(THE INPUT begins)
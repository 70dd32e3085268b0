//! Submission service.
//!
//! Scores answers, persists attempt records, and builds progress reports
//! from a per-user snapshot cache.

use std::collections::HashMap;
use std::sync::Arc;

use anyhow::{Context, Result};
use chrono::{DateTime, Duration, FixedOffset, Offset, Utc};
use tokio::sync::Mutex;
use uuid::Uuid;

use crate::cache::TtlCache;
use crate::model::{
    AttemptPolicy, AttemptRecord, CatalogPosition, Question, RecordFilter, SubmittedAnswer,
};
use crate::report::ProgressReport;
use crate::scoring::evaluate;
use crate::traits::AttemptStore;

/// Configuration for the submission service.
#[derive(Debug, Clone)]
pub struct ServiceConfig {
    /// How long a user's record snapshot is served from cache.
    pub cache_ttl: Duration,
    /// Zone used for day and hour grouping.
    pub utc_offset: FixedOffset,
    /// Which attempts count towards progress.
    pub attempt_policy: AttemptPolicy,
}

impl Default for ServiceConfig {
    fn default() -> Self {
        Self {
            cache_ttl: Duration::seconds(60),
            utc_offset: Utc.fix(),
            attempt_policy: AttemptPolicy::All,
        }
    }
}

/// One answer to score and record.
#[derive(Debug, Clone)]
pub struct SubmitRequest<'a> {
    pub user_id: &'a str,
    pub position: &'a CatalogPosition,
    pub question: &'a Question,
    /// Answer as typed, e.g. `"2"`, `"1,3"` or `"9.81"`.
    pub raw_answer: &'a str,
    pub time_spent_seconds: Option<u64>,
}

/// Scores submissions and aggregates progress over an [`AttemptStore`].
pub struct SubmissionService {
    store: Arc<dyn AttemptStore>,
    cache: Mutex<TtlCache<String, Vec<AttemptRecord>>>,
    /// Serializes submits per user so attempt counts stay sequential.
    submit_locks: Mutex<HashMap<String, Arc<Mutex<()>>>>,
    config: ServiceConfig,
}

impl SubmissionService {
    pub fn new(store: Arc<dyn AttemptStore>, config: ServiceConfig) -> Self {
        let cache = Mutex::new(TtlCache::new(config.cache_ttl));
        Self {
            store,
            cache,
            submit_locks: Mutex::new(HashMap::new()),
            config,
        }
    }

    pub fn config(&self) -> &ServiceConfig {
        &self.config
    }

    pub fn store_name(&self) -> &str {
        self.store.name()
    }

    /// Score one answer and append the resulting record.
    ///
    /// Nothing is written when the answer or question is rejected.
    pub async fn submit(&self, request: SubmitRequest<'_>) -> Result<AttemptRecord> {
        let question = request.question;
        let answer = SubmittedAnswer::parse(&question.id, question.kind(), request.raw_answer)?;
        let evaluation = evaluate(question, &answer)?;

        // Held from counting through cache invalidation.
        let user_lock = self.submit_lock(request.user_id).await;
        let _guard = user_lock.lock().await;

        let previous = self
            .records(request.user_id)
            .await?
            .iter()
            .filter(|r| r.is_for(request.user_id, request.position, &question.id))
            .count();

        let record = AttemptRecord {
            id: Uuid::new_v4(),
            question_id: question.id.clone(),
            exam_type: Some(request.position.exam_type.clone()),
            subject: Some(request.position.subject.clone()),
            chapter: Some(request.position.chapter.clone()),
            user_id: request.user_id.to_string(),
            submitted_answer: answer.normalized(),
            is_correct: evaluation.is_correct,
            score: evaluation.score,
            time_spent_seconds: request.time_spent_seconds,
            attempt_count: previous as u32 + 1,
            submitted_at: Some(Utc::now()),
        };

        self.store
            .append(&record)
            .await
            .with_context(|| format!("failed to record attempt at '{}'", question.id))?;
        self.cache.lock().await.invalidate(&record.user_id);

        tracing::info!(
            user = %record.user_id,
            question = %record.question_id,
            correct = record.is_correct,
            score = record.score,
            attempt = record.attempt_count,
            "attempt recorded"
        );

        Ok(record)
    }

    async fn submit_lock(&self, user_id: &str) -> Arc<Mutex<()>> {
        self.submit_locks
            .lock()
            .await
            .entry(user_id.to_string())
            .or_default()
            .clone()
    }

    /// All records for a user, served from cache while fresh.
    pub async fn records(&self, user_id: &str) -> Result<Vec<AttemptRecord>> {
        let now = Utc::now();
        let mut cache = self.cache.lock().await;
        if let Some(records) = cache.get(&user_id.to_string(), now) {
            tracing::debug!(user = user_id, count = records.len(), "record cache hit");
            return Ok(records);
        }

        let records = self
            .store
            .list_for_user(user_id)
            .await
            .with_context(|| format!("failed to load attempts for '{user_id}'"))?;
        cache.purge_expired(now);
        cache.insert(user_id.to_string(), records.clone(), now);
        tracing::debug!(user = user_id, count = records.len(), "loaded records from store");
        Ok(records)
    }

    /// Build a progress report for a user as of now.
    pub async fn progress(&self, user_id: &str, filter: &RecordFilter) -> Result<ProgressReport> {
        self.progress_at(user_id, filter, self.config.attempt_policy, Utc::now())
            .await
    }

    /// Build a progress report with an explicit policy and reference time.
    pub async fn progress_at(
        &self,
        user_id: &str,
        filter: &RecordFilter,
        policy: AttemptPolicy,
        now: DateTime<Utc>,
    ) -> Result<ProgressReport> {
        let records: Vec<AttemptRecord> = self
            .records(user_id)
            .await?
            .into_iter()
            .filter(|r| filter.matches(r))
            .collect();
        let selected = policy.select(&records);

        Ok(ProgressReport::build(
            user_id,
            policy,
            filter.clone(),
            &selected,
            self.config.utc_offset,
            now,
        ))
    }
}

#[cfg(test)]
mod tests {
    use super::*;
    use crate::error::ScoringError;
    use crate::model::AnswerKey;
    use async_trait::async_trait;
    use std::sync::atomic::{AtomicUsize, Ordering};

    #[derive(Default)]
    struct VecStore {
        records: std::sync::Mutex<Vec<AttemptRecord>>,
        loads: AtomicUsize,
    }

    #[async_trait]
    impl AttemptStore for VecStore {
        fn name(&self) -> &str {
            "vec"
        }

        async fn append(&self, record: &AttemptRecord) -> Result<()> {
            tokio::task::yield_now().await;
            self.records.lock().unwrap().push(record.clone());
            Ok(())
        }

        async fn list_for_user(&self, user_id: &str) -> Result<Vec<AttemptRecord>> {
            self.loads.fetch_add(1, Ordering::SeqCst);
            Ok(self
                .records
                .lock()
                .unwrap()
                .iter()
                .filter(|r| r.user_id == user_id)
                .cloned()
                .collect())
        }
    }

    fn position() -> CatalogPosition {
        CatalogPosition {
            exam_type: "JEE Main".into(),
            subject: "Physics".into(),
            chapter: "Mechanics".into(),
        }
    }

    fn single_question() -> Question {
        Question::new(
            "mech-001",
            "Unit of force?",
            vec!["Newton".into(), "Joule".into(), "Watt".into(), "Pascal".into()],
            AnswerKey::SingleCorrect(1),
            5,
        )
        .unwrap()
    }

    fn service(store: Arc<VecStore>) -> SubmissionService {
        SubmissionService::new(store, ServiceConfig::default())
    }

    fn request<'a>(
        position: &'a CatalogPosition,
        question: &'a Question,
        raw_answer: &'a str,
    ) -> SubmitRequest<'a> {
        SubmitRequest {
            user_id: "u1",
            position,
            question,
            raw_answer,
            time_spent_seconds: Some(42),
        }
    }

    #[tokio::test]
    async fn submit_scores_and_persists() {
        let store = Arc::new(VecStore::default());
        let svc = service(store.clone());
        let (pos, q) = (position(), single_question());

        let record = svc.submit(request(&pos, &q, "1")).await.unwrap();
        assert!(record.is_correct);
        assert_eq!(record.score, 4);
        assert_eq!(record.attempt_count, 1);
        assert_eq!(record.chapter.as_deref(), Some("Mechanics"));
        assert!(record.submitted_at.is_some());
        assert_eq!(store.records.lock().unwrap().len(), 1);
    }

    #[tokio::test]
    async fn attempt_count_increments_per_question() {
        let store = Arc::new(VecStore::default());
        let svc = service(store);
        let (pos, q) = (position(), single_question());

        svc.submit(request(&pos, &q, "2")).await.unwrap();
        let second = svc.submit(request(&pos, &q, "1")).await.unwrap();
        assert_eq!(second.attempt_count, 2);
        assert_eq!(svc.records("u1").await.unwrap().len(), 2);
    }

    #[tokio::test]
    async fn concurrent_submits_get_distinct_attempt_counts() {
        let store = Arc::new(VecStore::default());
        let svc = service(store.clone());
        let (pos, q) = (position(), single_question());

        let (a, b) = tokio::join!(
            svc.submit(request(&pos, &q, "2")),
            svc.submit(request(&pos, &q, "1"))
        );
        let mut counts = vec![a.unwrap().attempt_count, b.unwrap().attempt_count];
        counts.sort_unstable();
        assert_eq!(counts, vec![1, 2]);

        let mut stored: Vec<u32> = store
            .records
            .lock()
            .unwrap()
            .iter()
            .map(|r| r.attempt_count)
            .collect();
        stored.sort_unstable();
        assert_eq!(stored, vec![1, 2]);
    }

    #[tokio::test]
    async fn rejected_answer_writes_nothing() {
        let store = Arc::new(VecStore::default());
        let svc = service(store.clone());
        let (pos, q) = (position(), single_question());

        let err = svc.submit(request(&pos, &q, "abc")).await.unwrap_err();
        assert!(matches!(
            err.downcast_ref::<ScoringError>(),
            Some(ScoringError::InvalidAnswerFormat { .. })
        ));

        let err = svc.submit(request(&pos, &q, "  ")).await.unwrap_err();
        assert!(matches!(
            err.downcast_ref::<ScoringError>(),
            Some(ScoringError::NoAnswer { .. })
        ));
        assert!(store.records.lock().unwrap().is_empty());
    }

    #[tokio::test]
    async fn records_are_cached_until_submit() {
        let store = Arc::new(VecStore::default());
        let svc = service(store.clone());
        let (pos, q) = (position(), single_question());

        svc.records("u1").await.unwrap();
        svc.records("u1").await.unwrap();
        assert_eq!(store.loads.load(Ordering::SeqCst), 1);

        // The attempt count comes from the cached snapshot; the write drops it.
        svc.submit(request(&pos, &q, "1")).await.unwrap();
        let records = svc.records("u1").await.unwrap();
        assert_eq!(records.len(), 1);
        assert_eq!(store.loads.load(Ordering::SeqCst), 2);
    }

    #[tokio::test]
    async fn progress_applies_filter_and_policy() {
        let store = Arc::new(VecStore::default());
        let svc = service(store);
        let (pos, q) = (position(), single_question());

        svc.submit(request(&pos, &q, "2")).await.unwrap();
        svc.submit(request(&pos, &q, "1")).await.unwrap();

        let all = svc.progress("u1", &RecordFilter::default()).await.unwrap();
        assert_eq!(all.summary.tally.total, 2);
        assert_eq!(all.summary.tally.correct, 1);

        let first = svc
            .progress_at("u1", &RecordFilter::default(), AttemptPolicy::First, Utc::now())
            .await
            .unwrap();
        assert_eq!(first.summary.tally.total, 1);
        assert_eq!(first.summary.tally.correct, 0);

        let latest = svc
            .progress_at("u1", &RecordFilter::default(), AttemptPolicy::Latest, Utc::now())
            .await
            .unwrap();
        assert_eq!(latest.summary.tally.correct, 1);

        let other = RecordFilter {
            subject: Some("Chemistry".into()),
            ..Default::default()
        };
        let none = svc.progress("u1", &other).await.unwrap();
        assert_eq!(none.summary.tally.total, 0);
    }
}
(THE INPUT ends)
Extract all lines of the records above that include "Ordering".

    use std::sync::atomic::{AtomicUsize, Ordering};
            self.loads.fetch_add(1, Ordering::SeqCst);
        assert_eq!(store.loads.load(Ordering::SeqCst), 1);
        assert_eq!(store.loads.load(Ordering::SeqCst), 2);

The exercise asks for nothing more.